Physical texts were already massively addressable before they were ever digitized, and this variation in address was and is registered at the level of the page, chapter, the binding of quires, and the like. When we encounter an index or marginal note in a printed text — for example, a marginal inscription linking a given passage of a text to some other in a different text — we are seeing an act of address. Indeed, the very existence of such notes and indexes implies just this flexibility of address.
What makes a text a text – its susceptibility to varying levels of address – is a feature of book culture and the flexibility of the textual imagination. We address ourselves to this level, in this work, and think about its relation to some other. “Oh, this passage in Hamlet points to a verse in the Geneva bible,” we say. To have this thought is to dispose relevant elements in the dataset in much the same way a spreadsheet aggregates a text in ways that allow for layered access. A reader is a maker of such a momentary dispositif, and reading might be described as the continual redisposition of levels of address in this manner. We need a phenomenology of these acts, one that would allow us to link quantitative work on a culture’s “built environment” of words to the kinesthetic and imaginative dimensions of life at a given moment.

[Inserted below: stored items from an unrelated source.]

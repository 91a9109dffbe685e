use std::marker::PhantomData;

use async_trait::async_trait;
use tokio::sync::oneshot;

use crate::Actor;

#[async_trait]
pub trait Handler<M>: Actor
where
    M: Message,
{
    async fn handle(&mut self, message: M) -> M::Response;
}

pub trait Message: Send + Sync + 'static {
    type Response: Send + Sync + 'static;
}

#[async_trait]
pub trait MessageHandler<A: Actor>: Send + Sync {
    async fn handle(&mut self, actor: &mut A);
}

pub struct ActorMessage<M, A>
where
    M: Message,
    A: Actor,
{
    message: Option<M>,
    respond_to: Option<oneshot::Sender<M::Response>>,
    _phantom_actor: PhantomData<fn(&mut A)>,
}

impl<M, A> ActorMessage<M, A>
where
    M: Message,
    A: Actor,
{
    pub fn new(message: M, respond_to: Option<oneshot::Sender<M::Response>>) -> Self {
        Self {
            message: Some(message),
            respond_to,
            _phantom_actor: Default::default(),
        }
    }
}

#[async_trait]
impl<M, A> MessageHandler<A> for ActorMessage<M, A>
where
    M: Message,
    A: Handler<M>,
{
    async fn handle(&mut self, actor: &mut A) {
        let Some(message) = self.message.take() else {
            return;
        };
        let result = actor.handle(message).await;

        if let Some(respond_to) = self.respond_to.take() {
            respond_to
                .send(result)
                .unwrap_or_else(|_| log::debug!("the asking side is gone"));
        }
    }
}
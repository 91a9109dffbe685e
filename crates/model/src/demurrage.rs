use std::fmt;

use chrono::{DateTime, Datelike, Duration, NaiveDate, NaiveTime, Utc};
use schemars::JsonSchema;
use serde::{Deserialize, Deserializer, Serialize};
use utility::id::Id;

use crate::{company::Company, stop_event::StopEvent, DateTimeRange, ExampleData};

/// A billing week. Weeks start on Sunday at midnight UTC.
#[derive(
    Debug, Clone, Copy, PartialEq, Eq, PartialOrd, Ord, Hash, Serialize, JsonSchema,
)]
#[serde(transparent)]
pub struct Week(NaiveDate);

impl Week {
    /// The week containing `date`.
    pub fn containing(date: NaiveDate) -> Self {
        let offset = date.weekday().num_days_from_sunday() as i64;
        Self(date - Duration::days(offset))
    }

    /// The week containing the instant `time`.
    pub fn of(time: DateTime<Utc>) -> Self {
        Self::containing(time.date_naive())
    }

    pub fn start_date(&self) -> NaiveDate {
        self.0
    }

    pub fn start(&self) -> DateTime<Utc> {
        self.0.and_time(NaiveTime::MIN).and_utc()
    }

    /// First instant after the week, exclusive bound.
    pub fn end(&self) -> DateTime<Utc> {
        self.start() + Duration::days(7)
    }

    pub fn range(&self) -> DateTimeRange<Utc> {
        DateTimeRange::new(self.start(), self.end())
    }

    pub fn contains(&self, time: &DateTime<Utc>) -> bool {
        self.range().contains(time)
    }

    pub fn previous(&self) -> Self {
        Self(self.0 - Duration::days(7))
    }

    pub fn next(&self) -> Self {
        Self(self.0 + Duration::days(7))
    }
}

impl fmt::Display for Week {
    fn fmt(&self, f: &mut fmt::Formatter<'_>) -> fmt::Result {
        write!(f, "{}", self.0.format("%Y-%m-%d"))
    }
}

impl<'de> Deserialize<'de> for Week {
    fn deserialize<D>(deserializer: D) -> Result<Self, D::Error>
    where
        D: Deserializer<'de>,
    {
        NaiveDate::deserialize(deserializer).map(Week::containing)
    }
}

/// Demurrage totals of one company in one week.
#[derive(Debug, Clone, PartialEq, Serialize, Deserialize, JsonSchema)]
#[serde(rename_all = "camelCase")]
pub struct WeeklyDemurrage {
    pub company_id: Id<Company>,
    pub week_start: Week,
    pub total_minutes: i64,
    pub event_count: i32,
    pub invoice_generated: bool,
    pub invoice_sent: bool,
}

impl WeeklyDemurrage {
    pub fn empty(company_id: Id<Company>, week_start: Week) -> Self {
        Self {
            company_id,
            week_start,
            total_minutes: 0,
            event_count: 0,
            invoice_generated: false,
            invoice_sent: false,
        }
    }

    /// Sums up all closed demurrage events of the company which started within
    /// the week. Events of other companies or weeks are skipped, so callers may
    /// pass a superset.
    pub fn recompute<'a, I>(company_id: Id<Company>, week_start: Week, events: I) -> Self
    where
        I: IntoIterator<Item = &'a StopEvent>,
    {
        events
            .into_iter()
            .filter(|event| {
                event.company_id == company_id
                    && event.is_demurrage
                    && !event.is_open()
                    && week_start.contains(&event.start_time)
            })
            .fold(Self::empty(company_id, week_start), |mut weekly, event| {
                weekly.total_minutes += event.duration_minutes as i64;
                weekly.event_count += 1;
                weekly
            })
    }

    /// Takes over the invoice flags of a previously stored aggregate.
    pub fn keep_invoice_state(mut self, previous: Option<&WeeklyDemurrage>) -> Self {
        if let Some(previous) = previous {
            self.invoice_generated = previous.invoice_generated;
            self.invoice_sent = previous.invoice_sent;
        }
        self
    }
}

impl ExampleData for WeeklyDemurrage {
    fn example_data() -> Self {
        Self {
            company_id: Id::new(1),
            week_start: Week::containing(
                NaiveDate::from_ymd_opt(2024, 5, 12).unwrap_or_default(),
            ),
            total_minutes: 153,
            event_count: 3,
            invoice_generated: true,
            invoice_sent: false,
        }
    }
}
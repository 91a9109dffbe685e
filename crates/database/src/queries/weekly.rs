use demurrage::database::Result;
use chrono::Datelike;
use model::{
    company::Company,
    demurrage::{Week, WeeklyDemurrage},
    tracking::InvoiceFlags,
};
use sqlx::{Executor, Postgres};
use utility::{id::Id, let_also::LetAlso};

use crate::data_model::weekly::WeeklyDemurrageRow;

use super::convert_error;

pub async fn get<'c, E>(
    executor: E,
    company_id: &Id<Company>,
    week: Week,
) -> Result<Option<WeeklyDemurrage>>
where
    E: Executor<'c, Database = Postgres>,
{
    sqlx::query_as(
        "
        SELECT company_id, week_start, total_minutes, event_count,
            invoice_generated, invoice_sent
        FROM weekly_demurrage
        WHERE company_id = $1 AND week_start = $2;
        ",
    )
    .bind(company_id.raw())
    .bind(week.start_date())
    .fetch_optional(executor)
    .await
    .map_err(convert_error)?
    .map(|row: WeeklyDemurrageRow| row.to_model())
    .let_owned(Ok)
}

/// Takes a transaction-scoped advisory lock keyed by company and week.
pub async fn lock<'c, E>(executor: E, company_id: &Id<Company>, week: Week) -> Result<()>
where
    E: Executor<'c, Database = Postgres>,
{
    sqlx::query("SELECT pg_advisory_xact_lock($1, $2);")
        .bind(company_id.raw())
        .bind(week.start_date().num_days_from_ce())
        .execute(executor)
        .await
        .map_err(convert_error)?;
    Ok(())
}

/// Upserts the totals, the invoice flags of an existing row stay as they are.
pub async fn put_totals<'c, E>(executor: E, weekly: &WeeklyDemurrage) -> Result<WeeklyDemurrage>
where
    E: Executor<'c, Database = Postgres>,
{
    sqlx::query_as(
        "
        INSERT INTO weekly_demurrage(
            company_id,
            week_start,
            total_minutes,
            event_count,
            invoice_generated,
            invoice_sent
        )
        VALUES ($1, $2, $3, $4, $5, $6)
        ON CONFLICT (company_id, week_start)
        DO UPDATE SET
            total_minutes = EXCLUDED.total_minutes,
            event_count = EXCLUDED.event_count
        RETURNING company_id, week_start, total_minutes, event_count,
            invoice_generated, invoice_sent;
        ",
    )
    .bind(weekly.company_id.raw())
    .bind(weekly.week_start.start_date())
    .bind(weekly.total_minutes)
    .bind(weekly.event_count)
    .bind(weekly.invoice_generated)
    .bind(weekly.invoice_sent)
    .fetch_one(executor)
    .await
    .map_err(convert_error)
    .map(|row: WeeklyDemurrageRow| row.to_model())
}

pub async fn set_flags<'c, E>(
    executor: E,
    company_id: &Id<Company>,
    week: Week,
    flags: &InvoiceFlags,
) -> Result<WeeklyDemurrage>
where
    E: Executor<'c, Database = Postgres>,
{
    sqlx::query_as(
        "
        UPDATE weekly_demurrage
        SET invoice_generated = COALESCE($3, invoice_generated),
            invoice_sent = COALESCE($4, invoice_sent)
        WHERE company_id = $1 AND week_start = $2
        RETURNING company_id, week_start, total_minutes, event_count,
            invoice_generated, invoice_sent;
        ",
    )
    .bind(company_id.raw())
    .bind(week.start_date())
    .bind(flags.invoice_generated)
    .bind(flags.invoice_sent)
    .fetch_one(executor)
    .await
    .map_err(convert_error)
    .map(|row: WeeklyDemurrageRow| row.to_model())
}

pub async fn for_company<'c, E>(
    executor: E,
    company_id: &Id<Company>,
) -> Result<Vec<WeeklyDemurrage>>
where
    E: Executor<'c, Database = Postgres>,
{
    sqlx::query_as(
        "
        SELECT company_id, week_start, total_minutes, event_count,
            invoice_generated, invoice_sent
        FROM weekly_demurrage
        WHERE company_id = $1
        ORDER BY week_start DESC;
        ",
    )
    .bind(company_id.raw())
    .fetch_all(executor)
    .await
    .map_err(convert_error)?
    .into_iter()
    .map(|row: WeeklyDemurrageRow| row.to_model())
    .collect::<Vec<_>>()
    .let_owned(Ok)
}
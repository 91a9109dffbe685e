use actors::actor::ActorError;
use demurrage::{error_code, RequestError};
use thiserror::Error;

#[derive(Debug, Error)]
pub enum TrackerError {
    #[error("http request failed: {0}")]
    Http(#[from] reqwest::Error),
    #[error("server answered with {status}: {message}")]
    Api {
        status: u16,
        code: Option<String>,
        message: String,
    },
    #[error(transparent)]
    Request(#[from] RequestError),
    #[error("a stop event is already open")]
    AlreadyTracking,
    #[error("no stop event is open")]
    NotTracking,
    #[error("coordinator unavailable: {0}")]
    Actor(#[from] ActorError),
    #[error(transparent)]
    Io(#[from] std::io::Error),
    #[error("invalid json: {0}")]
    Json(#[from] serde_json::Error),
}

impl TrackerError {
    /// Whether the server refused to open an event because one is already
    /// open for the user.
    pub fn is_conflict(&self) -> bool {
        match self {
            Self::AlreadyTracking | Self::Request(RequestError::Conflict(_)) => true,
            Self::Api { code, .. } => code.as_deref() == Some(error_code::CONFLICT),
            _ => false,
        }
    }

    /// Whether the event to close was no longer open on the server.
    pub fn is_not_found(&self) -> bool {
        matches!(
            self,
            Self::NotTracking
                | Self::Request(RequestError::NotFound)
                | Self::Api { status: 404, .. }
        )
    }
}

pub type Result<T> = std::result::Result<T, TrackerError>;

A physical text or manifestation is a provisional unity. There exists a potentially infinite array of such unities, some of which are already lost to us in history: what was a relevant level of address for a thirteenth century monk reading a manuscript? Other provisional unities can be operationalized now, as we are doing in our experiment at Wisconsin, gathering 1000 texts and then counting them in different ways. Grammar, as we understand it now, affords us a level of abstraction at which texts can be stabilized: we lemmatize texts algorithmically before modernizing them, and this lemmatization implies provisional unities in the form of grammatical objects of address.

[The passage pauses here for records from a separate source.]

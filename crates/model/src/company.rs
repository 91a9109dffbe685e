use schemars::JsonSchema;
use serde::{Deserialize, Serialize};
use utility::id::HasId;

use crate::ExampleData;

/// Demurrage threshold for companies which did not configure their own.
pub const DEFAULT_DEMURRAGE_THRESHOLD_MINUTES: i32 = 50;

#[derive(Debug, Clone, PartialEq, Serialize, Deserialize, JsonSchema)]
#[serde(rename_all = "camelCase")]
pub struct Company {
    pub name: String,
    /// Stops lasting strictly longer than this are billed as demurrage.
    pub demurrage_threshold_minutes: i32,
}

impl Company {
    pub fn new<S: Into<String>>(name: S) -> Self {
        Self {
            name: name.into(),
            demurrage_threshold_minutes: DEFAULT_DEMURRAGE_THRESHOLD_MINUTES,
        }
    }

    pub fn with_threshold(mut self, minutes: i32) -> Self {
        self.demurrage_threshold_minutes = minutes;
        self
    }
}

impl HasId for Company {
    type IdType = i32;
}

impl ExampleData for Company {
    fn example_data() -> Self {
        Self::new("Nordic Haulage")
    }
}
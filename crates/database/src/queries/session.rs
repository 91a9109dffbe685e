use demurrage::database::Result;
use model::{session::Session, WithId};
use sqlx::{Executor, Postgres};

use crate::data_model::{session::SessionRow, with_id};

use super::convert_error;

pub async fn by_token<'c, E>(executor: E, token: &str) -> Result<WithId<Session>>
where
    E: Executor<'c, Database = Postgres>,
{
    sqlx::query_as(
        "
        SELECT id, user_id, token, created_at, expires_at
        FROM sessions
        WHERE token = $1;
        ",
    )
    .bind(token)
    .fetch_one(executor)
    .await
    .map_err(convert_error)
    .map(|row: SessionRow| with_id(row))
}

pub async fn insert<'c, E>(executor: E, session: Session) -> Result<WithId<Session>>
where
    E: Executor<'c, Database = Postgres>,
{
    sqlx::query_as(
        "
        INSERT INTO sessions(
            user_id,
            token,
            created_at,
            expires_at
        )
        VALUES ($1, $2, $3, $4)
        RETURNING id, user_id, token, created_at, expires_at;
        ",
    )
    .bind(session.user_id.raw())
    .bind(&session.token)
    .bind(session.created_at)
    .bind(session.expires_at)
    .fetch_one(executor)
    .await
    .map_err(convert_error)
    .map(|row: SessionRow| with_id(row))
}
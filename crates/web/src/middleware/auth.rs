use axum::{async_trait, extract::FromRequestParts, http::request::Parts};
use axum_extra::TypedHeader;
use chrono::Utc;
use demurrage::{database::Database, Caller};
use headers::{authorization::Bearer, Authorization};

use crate::{common::RouteErrorResponse, WebState};

/// The caller behind the request's bearer token. Rejects the request with
/// `401` if the token is missing, unknown or expired.
pub struct Authenticated(pub Caller);

#[async_trait]
impl<D> FromRequestParts<WebState<D>> for Authenticated
where
    D: Database,
{
    type Rejection = RouteErrorResponse;

    async fn from_request_parts(
        parts: &mut Parts,
        state: &WebState<D>,
    ) -> Result<Self, Self::Rejection> {
        let TypedHeader(Authorization(bearer)) =
            TypedHeader::<Authorization<Bearer>>::from_request_parts(parts, state)
                .await
                .map_err(|_| RouteErrorResponse::unauthorized())?;

        let caller = state
            .client
            .authenticate(bearer.token(), Utc::now())
            .await
            .map_err(RouteErrorResponse::from)?;
        log::debug!("request by user {}", caller.user.id);
        Ok(Self(caller))
    }
}
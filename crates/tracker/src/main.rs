use std::{path::PathBuf, sync::Arc};

use clap::Parser;
use demurrage::{
    client::{Client, NewVehicle},
    memory::MemoryDatabase,
    RequestError,
};
use model::company::DEFAULT_DEMURRAGE_THRESHOLD_MINUTES;
use tokio::{
    fs::File,
    io::{self, AsyncBufRead, BufReader},
    time::Duration,
};
use tracker::{
    backend::{HttpBackend, LocalBackend, TrackingBackend},
    clock::Clock,
    config::TrackerConfig,
    coordinator::{self, CoordinatorRef},
    error::Result,
    replay::replay,
};
use utility::id::Id;

#[derive(Parser, Debug)]
#[command(name = "tracker")]
#[command(about = "Detects stops from recorded sensor samples and reports them as stop events")]
struct Args {
    /// Base url of the web server. Without it, stop events go to an in-memory
    /// database seeded with one company.
    #[arg(long, env = "TRACKER_SERVER", requires = "token")]
    server: Option<String>,

    /// Bearer token of the driver's session.
    #[arg(long, env = "TRACKER_TOKEN")]
    token: Option<String>,

    /// Demurrage threshold of the in-memory company.
    #[arg(long, default_value_t = DEFAULT_DEMURRAGE_THRESHOLD_MINUTES)]
    threshold: i32,

    #[arg(long)]
    vehicle_id: Option<i32>,

    #[arg(long, default_value_t = 0.5)]
    acceleration_threshold: f64,

    #[arg(long, default_value_t = 1.5)]
    speed_threshold: f64,

    #[arg(long, default_value_t = 10)]
    buffer_size: usize,

    #[arg(long, default_value_t = 10)]
    stop_delay_secs: u64,

    #[arg(long, default_value_t = 5)]
    move_delay_secs: u64,

    #[arg(long, default_value_t = 60)]
    refresh_secs: u64,

    /// JSON lines file to replay. Reads stdin if omitted.
    input: Option<PathBuf>,
}

impl Args {
    fn config(&self) -> TrackerConfig {
        TrackerConfig {
            acceleration_threshold: self.acceleration_threshold,
            speed_threshold: self.speed_threshold,
            buffer_size: self.buffer_size,
            stop_delay: Duration::from_secs(self.stop_delay_secs),
            move_delay: Duration::from_secs(self.move_delay_secs),
            refresh_period: Duration::from_secs(self.refresh_secs),
            vehicle_id: self.vehicle_id.map(Id::new),
        }
    }

    async fn input(&self) -> Result<Box<dyn AsyncBufRead + Unpin + Send>> {
        Ok(match &self.input {
            Some(path) => Box::new(BufReader::new(File::open(path).await?)),
            None => Box::new(BufReader::new(io::stdin())),
        })
    }
}

async fn track<B: TrackingBackend>(backend: B, args: &Args, clock: Clock) -> Result<()> {
    let coordinator = coordinator::spawn(args.config(), Arc::new(backend), clock);
    if let Some(event) = coordinator.resume().await? {
        log::info!("continuing stop event {}", event.id);
    }

    let stats = replay(&coordinator, args.input().await?).await?;
    log::info!(
        "replayed {} samples and {} commands, skipped {} lines",
        stats.samples,
        stats.commands,
        stats.skipped
    );

    let snapshot = coordinator.snapshot().await?;
    println!("{}", serde_json::to_string_pretty(&snapshot)?);
    coordinator.shutdown().await
}

async fn run(args: Args) -> Result<()> {
    let clock = Clock::new();
    if let Some(server) = &args.server {
        let token = args.token.clone().unwrap_or_default();
        return track(HttpBackend::new(server.as_str(), token), &args, clock).await;
    }

    let database = MemoryDatabase::new();
    let seeded = database
        .seed_company("Local Fleet", args.threshold, clock.now())
        .await
        .map_err(RequestError::from)?;
    let client = Client::new(database);
    let admin = client.authenticate(&seeded.admin_token, clock.now()).await?;
    let driver = client.authenticate(&seeded.driver_token, clock.now()).await?;

    let mut args = args;
    if args.vehicle_id.is_none() {
        let vehicle = client
            .add_vehicle(
                &admin,
                NewVehicle {
                    name: "Local vehicle".to_owned(),
                    license_plate: None,
                },
            )
            .await?;
        args.vehicle_id = Some(vehicle.id.raw());
    }
    log::info!(
        "tracking against an in-memory company with a threshold of {} minutes",
        args.threshold
    );
    track(LocalBackend::new(client, driver, clock), &args, clock).await
}

#[tokio::main]
async fn main() {
    env_logger::Builder::from_env(env_logger::Env::default().default_filter_or("info")).init();

    if let Err(why) = run(Args::parse()).await {
        log::error!("{}", why);
        std::process::exit(1);
    }
}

One hundred years from now, the available computational objects may be related to one another in new ways. I can only imagine what these are: every fourth word in every fourth document, assuming one could stabilize something like “word length” in any real sense. (The idea of a word is itself an artifact of manuscript culture, one that could be perpetuated in print through the affordances of moveable type.) What makes such thought experiments possible is, once again, the addressability of texts as such. Like a phone book, they aggregate elements and make these elements available in multiple ways. You could even think of such an aggregation as the substance of another aggregation, for example, the phone book dress designed by Jolis Paons above. But unlike a phone-book, the digitized text can be reconfigured almost instantly into various layers of arbitrarily defined abstraction (characters, words, lines, works, genres). The mode of storage or virtualization is precisely what allows the object to be addressed in multiple ways.

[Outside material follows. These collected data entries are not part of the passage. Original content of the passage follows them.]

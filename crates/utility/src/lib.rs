pub mod geo;
pub mod id;
pub mod let_also;
pub mod serde;
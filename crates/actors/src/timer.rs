//! Delayed and periodic messages to actors.

use tokio::{
    task::JoinHandle,
    time::{self, Duration, Instant, MissedTickBehavior},
};

use crate::{
    actor::Actor,
    actor_ref::WeakActorRef,
    handler::{Handler, Message},
};

/// A scheduled message. Dropping the handle cancels it.
#[derive(Debug)]
pub struct TimerHandle(JoinHandle<()>);

impl Drop for TimerHandle {
    fn drop(&mut self) {
        self.0.abort();
    }
}

/// Delivers `message` to the actor once `delay` has passed, unless the actor
/// stopped in the meantime.
pub fn schedule_once<A, M>(target: WeakActorRef<A>, delay: Duration, message: M) -> TimerHandle
where
    A: Handler<M>,
    M: Message,
{
    TimerHandle(tokio::spawn(async move {
        time::sleep(delay).await;
        if let Some(target) = target.upgrade() {
            if let Err(why) = target.tell(message).await {
                log::debug!("timer could not deliver its message: {}", why);
            }
        }
    }))
}

/// Delivers a fresh message every `period`, the first one after one full
/// period. Ticks are skipped while the mailbox is full and the timer ends
/// once the actor stopped.
pub fn schedule_interval<A, M, F>(
    target: WeakActorRef<A>,
    period: Duration,
    make_message: F,
) -> TimerHandle
where
    A: Actor + Handler<M>,
    M: Message,
    F: Fn() -> M + Send + 'static,
{
    TimerHandle(tokio::spawn(async move {
        let mut interval = time::interval_at(Instant::now() + period, period);
        interval.set_missed_tick_behavior(MissedTickBehavior::Delay);
        loop {
            interval.tick().await;
            let Some(target) = target.upgrade() else {
                break;
            };
            if let Err(why) = target.try_tell(make_message()) {
                if target.is_stopped() {
                    break;
                }
                log::debug!("skipping tick: {}", why);
            }
        }
    }))
}
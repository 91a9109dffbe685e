//! Debounced classification of sensor readings into moving and stopped.

use chrono::{DateTime, Utc};
use model::{location::Location, motion::MotionState};
use tokio::time::Instant;
use utility::geo;

use crate::{
    config::TrackerConfig,
    sample::{gravity_deviation, GpsFix, SensorSample},
    smoothing::TrailingAverage,
};

#[derive(Debug, Clone, Copy, PartialEq, Eq)]
pub enum Motion {
    Moving,
    Stopped,
}

/// State of the classifier. The pending states remember when the candidate
/// state takes over if the readings keep agreeing with it.
#[derive(Debug, Clone, Copy, PartialEq, Eq)]
pub enum MotionPhase {
    Moving,
    Stopped,
    PendingMoving { deadline: Instant },
    PendingStopped { deadline: Instant },
}

impl MotionPhase {
    pub fn name(&self) -> &'static str {
        match self {
            Self::Moving => "moving",
            Self::Stopped => "stopped",
            Self::PendingMoving { .. } => "pending_moving",
            Self::PendingStopped { .. } => "pending_stopped",
        }
    }

    /// The last confirmed state.
    pub fn settled(&self) -> Motion {
        match self {
            Self::Moving | Self::PendingStopped { .. } => Motion::Moving,
            Self::Stopped | Self::PendingMoving { .. } => Motion::Stopped,
        }
    }

    pub fn deadline(&self) -> Option<Instant> {
        match self {
            Self::PendingMoving { deadline } | Self::PendingStopped { deadline } => {
                Some(*deadline)
            }
            Self::Moving | Self::Stopped => None,
        }
    }
}

#[derive(Debug, Clone, Copy, PartialEq, Eq)]
pub enum Transition {
    Unchanged,
    /// The readings disagree with the settled state. Confirm at `deadline`.
    DebounceStarted { deadline: Instant },
    /// The readings went back to the settled state before the deadline.
    DebounceCancelled,
    Became(Motion),
}

#[derive(Debug, Clone)]
pub struct MotionClassifier {
    config: TrackerConfig,
    acceleration: TrailingAverage,
    speed: TrailingAverage,
    last_fix: Option<(Location, DateTime<Utc>)>,
    last_update: DateTime<Utc>,
    phase: MotionPhase,
}

impl MotionClassifier {
    /// A classifier which considers the device stopped until readings say
    /// otherwise.
    pub fn new(config: TrackerConfig, now: DateTime<Utc>) -> Self {
        Self {
            acceleration: TrailingAverage::new(config.buffer_size),
            speed: TrailingAverage::new(config.buffer_size),
            config,
            last_fix: None,
            last_update: now,
            phase: MotionPhase::Stopped,
        }
    }

    pub fn phase(&self) -> MotionPhase {
        self.phase
    }

    pub fn last_location(&self) -> Option<Location> {
        self.last_fix.map(|(location, _)| location)
    }

    pub fn state(&self) -> MotionState {
        MotionState {
            is_moving: self.phase.settled() == Motion::Moving,
            smoothed_speed: self.speed.average(),
            last_update: self.last_update,
        }
    }

    /// Adds a reading to the trailing averages. `received` is used for fixes
    /// without a timestamp of their own.
    pub fn record(&mut self, sample: &SensorSample, received: DateTime<Utc>) {
        match sample {
            SensorSample::Acceleration { x, y, z } => {
                self.acceleration.push(gravity_deviation(*x, *y, *z));
                self.last_update = received;
            }
            SensorSample::Gps(fix) => self.record_fix(fix, received),
        }
    }

    fn record_fix(&mut self, fix: &GpsFix, received: DateTime<Utc>) {
        let location = fix.location();
        let time = fix.time.unwrap_or(received);
        let speed = fix.speed.filter(|speed| speed.is_finite() && *speed >= 0.0).or_else(|| {
            let (previous, previous_time) = self.last_fix?;
            let elapsed = (time - previous_time).num_milliseconds() as f64 / 1000.0;
            geo::speed_between(
                previous.latitude,
                previous.longitude,
                location.latitude,
                location.longitude,
                elapsed,
            )
        });
        if let Some(speed) = speed {
            self.speed.push(speed);
        }
        self.last_fix = Some((location, time));
        self.last_update = time;
    }

    /// Whether the smoothed readings alone point to movement.
    pub fn raw_motion(&self) -> Motion {
        if self.acceleration.average() > self.config.acceleration_threshold
            || self.speed.average() > self.config.speed_threshold
        {
            Motion::Moving
        } else {
            Motion::Stopped
        }
    }

    /// Applies the current smoothed readings to the state machine.
    pub fn evaluate(&mut self, now: Instant) -> Transition {
        let raw = self.raw_motion();
        match (self.phase, raw) {
            (MotionPhase::Stopped, Motion::Stopped) | (MotionPhase::Moving, Motion::Moving) => {
                Transition::Unchanged
            }
            (MotionPhase::Stopped, Motion::Moving) => {
                let deadline = now + self.config.move_delay;
                self.phase = MotionPhase::PendingMoving { deadline };
                Transition::DebounceStarted { deadline }
            }
            (MotionPhase::Moving, Motion::Stopped) => {
                let deadline = now + self.config.stop_delay;
                self.phase = MotionPhase::PendingStopped { deadline };
                Transition::DebounceStarted { deadline }
            }
            (MotionPhase::PendingMoving { .. }, Motion::Stopped) => {
                self.phase = MotionPhase::Stopped;
                Transition::DebounceCancelled
            }
            (MotionPhase::PendingStopped { .. }, Motion::Moving) => {
                self.phase = MotionPhase::Moving;
                Transition::DebounceCancelled
            }
            (MotionPhase::PendingMoving { deadline }, Motion::Moving)
            | (MotionPhase::PendingStopped { deadline }, Motion::Stopped) => {
                if now >= deadline {
                    self.settle(raw)
                } else {
                    Transition::Unchanged
                }
            }
        }
    }

    /// Confirms the pending state if `deadline` is the one it waits for.
    /// Deadlines of cancelled debounces are ignored.
    pub fn deadline_reached(&mut self, deadline: Instant) -> Transition {
        match self.phase {
            MotionPhase::PendingMoving { deadline: pending } if pending == deadline => {
                self.settle(Motion::Moving)
            }
            MotionPhase::PendingStopped { deadline: pending } if pending == deadline => {
                self.settle(Motion::Stopped)
            }
            _ => Transition::Unchanged,
        }
    }

    fn settle(&mut self, motion: Motion) -> Transition {
        self.phase = match motion {
            Motion::Moving => MotionPhase::Moving,
            Motion::Stopped => MotionPhase::Stopped,
        };
        Transition::Became(motion)
    }
}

Textuality is massive addressability. This condition of texts is realized in various manifestations, supported by different historical practices of reading and printing. The material affordances of a given medium put constraints on such practices: the practice of “discontinuous reading, ” for example, develops alongside the fingerable discrete leaves of a codex. But addressability as such – this is a condition rather than a technology, action or event. And its limits cannot be exhausted at a given moment. We cannot, in a Borgesian mood, query all of the possible datasets that will appear in the fullness of time. And we cannot import future query types into the present. But we can and do approximate such future searches when we automate our modes of address in unsupervised multi-variate statistical analysis – for example, factor analysis or PCA. We want all the phonebooks. And we can simulate some of them now.